D’après les données publiées par l’UNESCO, les agressions ciblant les établissements scolaires ont progressé de 33 % au cours de l’année 2025. Les Nations Unies ont comptabilisé 1 680 offensives contre ces structures éducatives à travers le globe, contre 1 265 événements enregistrés durant l’année 2024. À l’occasion de la journée consacrée à la sauvegarde de l’instruction face aux assauts, l’institution dénonce une dégradation critique. Les territoires particulièrement touchés englobent l’Ukraine, le Soudan, Haïti, Gaza ainsi que l’Afghanistan.
Des chiffres alarmants dans les zones de guerre
Khaled El-Enany, qui occupe le poste de Directeur général de l’UNESCO, s’est dit vivement préoccupé par cette augmentation des exactions. Selon ce responsable, ces agissements privent la jeunesse de protection, d’enseignement et de perspectives. Il a réaffirmé que les universités tout comme les écoles doivent bénéficier d’une préservation permanente. L’organisation précise que cette vague de violences s’inscrit au sein d’une détérioration générale concernant la sécurité enfantine dans les guerres.

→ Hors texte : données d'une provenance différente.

//! Visual configuration for backdrop rendering.
//!
//! This module provides the color and link-style types that control how a
//! backdrop looks, separate from the motion rules that control how its
//! particles move.
//!
//! # Usage
//!
//! ```ignore
//! Backdrop::mesh()
//!     .with_links(LinkStyle {
//!         distance: 120.0,
//!         color: visuals::INDIGO,
//!         width: 0.5,
//!         max_alpha: 0.4,
//!     })
//!     .run()?;
//! ```

/// An RGBA color with components in `0.0..=1.0`.
///
/// The alpha channel doubles as draw opacity: link alphas computed by the
/// renderer ride in `a`, and the GPU canvas blends with it directly.
#[derive(Debug, Clone, Copy, PartialEq)]
pub struct Rgba {
    pub r: f32,
    pub g: f32,
    pub b: f32,
    pub a: f32,
}

impl Rgba {
    /// Opaque white.
    pub const WHITE: Rgba = Rgba::new(1.0, 1.0, 1.0, 1.0);

    /// Create a color from components in `0.0..=1.0`.
    pub const fn new(r: f32, g: f32, b: f32, a: f32) -> Self {
        Self { r, g, b, a }
    }

    /// Create a color from 8-bit channel values, fully opaque.
    pub fn from_rgb8(r: u8, g: u8, b: u8) -> Self {
        Self::new(r as f32 / 255.0, g as f32 / 255.0, b as f32 / 255.0, 1.0)
    }

    /// The same color with its alpha replaced.
    pub const fn with_alpha(self, a: f32) -> Self {
        Self { a, ..self }
    }

    /// Components as an array, for vertex upload.
    pub const fn to_array(self) -> [f32; 4] {
        [self.r, self.g, self.b, self.a]
    }
}

/// Brand indigo (99, 102, 241).
pub const INDIGO: Rgba = Rgba::new(0.388, 0.4, 0.945, 1.0);

/// Brand cyan (34, 211, 238).
pub const CYAN: Rgba = Rgba::new(0.133, 0.827, 0.933, 1.0);

/// Brand amber (251, 191, 36).
pub const AMBER: Rgba = Rgba::new(0.984, 0.749, 0.141, 1.0);

/// Appearance of proximity links drawn by the renderer.
///
/// A link's opacity is `(1 - d / distance) * max_alpha` for endpoints at
/// distance `d`, and exactly zero at or beyond `distance`. Peer links
/// between particles typically dampen with `max_alpha: 0.5`; links to the
/// pointer use `max_alpha: 1.0` so the interactive link stands out.
#[derive(Debug, Clone, PartialEq)]
pub struct LinkStyle {
    /// Links appear below this distance in pixels.
    pub distance: f32,
    /// Base link color; the computed opacity replaces its alpha.
    pub color: Rgba,
    /// Stroke width in pixels.
    pub width: f32,
    /// Opacity at distance zero.
    pub max_alpha: f32,
}
//! End-to-end flow through the public API, against the recording canvas.
//!
//! Mirrors how a host drives a backdrop: start, pointer and resize events
//! between ticks, stop. No window or GPU involved.

use plexus::prelude::*;

#[test]
fn test_mesh_session_produces_expected_frames() {
    let mut driver = Driver::seeded(EngineConfig::mesh(), 99);
    driver.start(300.0, 300.0);
    assert_eq!(driver.state().particles.len(), 10);

    let mut frame = Recorder::new();
    driver.tick(&mut frame);
    assert!(matches!(frame.ops[0], DrawOp::Clear));
    let disks = frame
        .ops
        .iter()
        .filter(|op| matches!(op, DrawOp::Disk { .. }))
        .count();
    assert_eq!(disks, 10);

    // Park the pointer on a particle: its pointer link is guaranteed
    let pointer = driver.state().particles[0].position;
    driver.handle_pointer(pointer);
    let mut frame = Recorder::new();
    driver.tick(&mut frame);
    let pointer_links = frame
        .ops
        .iter()
        .filter(|op| matches!(op, DrawOp::Line { to, .. } if *to == pointer))
        .count();
    assert!(pointer_links > 0, "no pointer links at the pointer position");

    // Growing the surface regrows the population
    driver.handle_resize(600.0, 300.0);
    assert_eq!(driver.state().particles.len(), 20);

    driver.stop();
    let mut frame = Recorder::new();
    driver.tick(&mut frame);
    assert!(frame.ops.is_empty());
}

#[test]
fn test_immediate_shutdown_has_no_side_effects() {
    let mut driver = Driver::new(EngineConfig::drift());
    driver.start(800.0, 600.0);
    driver.stop();

    let mut frame = Recorder::new();
    driver.tick(&mut frame);
    assert!(frame.ops.is_empty());
    assert_eq!(driver.phase(), Phase::Stopped);
}

#[test]
fn test_zero_area_surface_degrades_to_empty_frames() {
    let mut driver = Driver::seeded(EngineConfig::drift(), 1);
    driver.start(0.0, 0.0);
    assert!(driver.state().particles.is_empty());

    let mut frame = Recorder::new();
    driver.tick(&mut frame);
    // An empty but valid frame: just the clear
    assert_eq!(frame.ops.len(), 1);
    assert!(matches!(frame.ops[0], DrawOp::Clear));
}
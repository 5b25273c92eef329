//! Error types for backdrop setup.
//!
//! Failures only exist at initialization: once a backdrop is running there
//! is no recoverable error domain, and GPU acquisition failure downgrades
//! the backdrop to a silent no-op rather than surfacing here.

use std::fmt;

/// Errors that can occur while acquiring the GPU canvas.
#[derive(Debug)]
pub enum GpuError {
    /// Failed to create a surface for rendering.
    SurfaceCreation(wgpu::CreateSurfaceError),
    /// No compatible GPU adapter found.
    NoAdapter(wgpu::RequestAdapterError),
    /// Failed to create GPU device.
    DeviceCreation(wgpu::RequestDeviceError),
}

impl fmt::Display for GpuError {
    fn fmt(&self, f: &mut fmt::Formatter<'_>) -> fmt::Result {
        match self {
            GpuError::SurfaceCreation(e) => write!(f, "Failed to create GPU surface: {}", e),
            GpuError::NoAdapter(e) => write!(f, "No compatible GPU adapter found: {}", e),
            GpuError::DeviceCreation(e) => write!(f, "Failed to create GPU device: {}", e),
        }
    }
}

impl std::error::Error for GpuError {
    fn source(&self) -> Option<&(dyn std::error::Error + 'static)> {
        match self {
            GpuError::SurfaceCreation(e) => Some(e),
            GpuError::NoAdapter(e) => Some(e),
            GpuError::DeviceCreation(e) => Some(e),
        }
    }
}

impl From<wgpu::CreateSurfaceError> for GpuError {
    fn from(e: wgpu::CreateSurfaceError) -> Self {
        GpuError::SurfaceCreation(e)
    }
}

impl From<wgpu::RequestAdapterError> for GpuError {
    fn from(e: wgpu::RequestAdapterError) -> Self {
        GpuError::NoAdapter(e)
    }
}

impl From<wgpu::RequestDeviceError> for GpuError {
    fn from(e: wgpu::RequestDeviceError) -> Self {
        GpuError::DeviceCreation(e)
    }
}

/// Errors that can occur when running a windowed backdrop.
#[derive(Debug)]
pub enum RunError {
    /// Failed to create or run the event loop.
    EventLoop(winit::error::EventLoopError),
    /// Failed to create the window.
    Window(winit::error::OsError),
}

impl fmt::Display for RunError {
    fn fmt(&self, f: &mut fmt::Formatter<'_>) -> fmt::Result {
        match self {
            RunError::EventLoop(e) => write!(f, "Failed to run event loop: {}", e),
            RunError::Window(e) => write!(f, "Failed to create window: {}", e),
        }
    }
}

impl std::error::Error for RunError {
    fn source(&self) -> Option<&(dyn std::error::Error + 'static)> {
        match self {
            RunError::EventLoop(e) => Some(e),
            RunError::Window(e) => Some(e),
        }
    }
}

impl From<winit::error::EventLoopError> for RunError {
    fn from(e: winit::error::EventLoopError) -> Self {
        RunError::EventLoop(e)
    }
}

impl From<winit::error::OsError> for RunError {
    fn from(e: winit::error::OsError) -> Self {
        RunError::Window(e)
    }
}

L’ONU indique avoir répertorié 38 558 atteintes graves commises à l’encontre de 24 174 enfants pendant l’année 2025, un niveau inédit depuis la mise en place du suivi. Selon l’UNESCO, environ 258 millions de jeunes voient leur parcours scolaire perturbé par les situations de crise. Parmi eux, 93 millions ne fréquentent aucun établissement. Près de 80 % de ces mineurs non scolarisés en zone de crise, soit 74 millions d’individus, résident dans seulement 20 pays.
Une vulnérabilité accrue et des secours ciblés
L’agence internationale note que les obstacles s’avèrent encore plus importants pour les populations vulnérables. Selon l’UNESCO, 74 % des élèves réfugiés, 52 % des déplacés internes et 45 % des jeunes vivant avec un handicap n’ont pas accès aux cours lors des crises. L’organisme souligne que l’absence prolongée d’instruction accroît le risque de décrochage définitif, en particulier pour les filles exposées aux abus et à l’exploitation.
Pour faire face à ces urgences, l’UNESCO déploie des dispositifs au sein de 20 nations. En Ukraine, la structure aide le personnel enseignant tout en installant des abris protecteurs. Au Liban, elle assure une prise en charge psychologique aux mineurs déplacés. À Gaza, la scolarité se poursuit via un campus virtuel et des espaces temporaires. L’action s’étend à Haïti par le soutien aux écoles communautaires et au Nigéria avec des systèmes d’alerte précoce. Enfin, le responsable Khaled El-Enany demande l’application intégrale de la résolution 2601 votée par le Conseil de sécurité de l’ONU.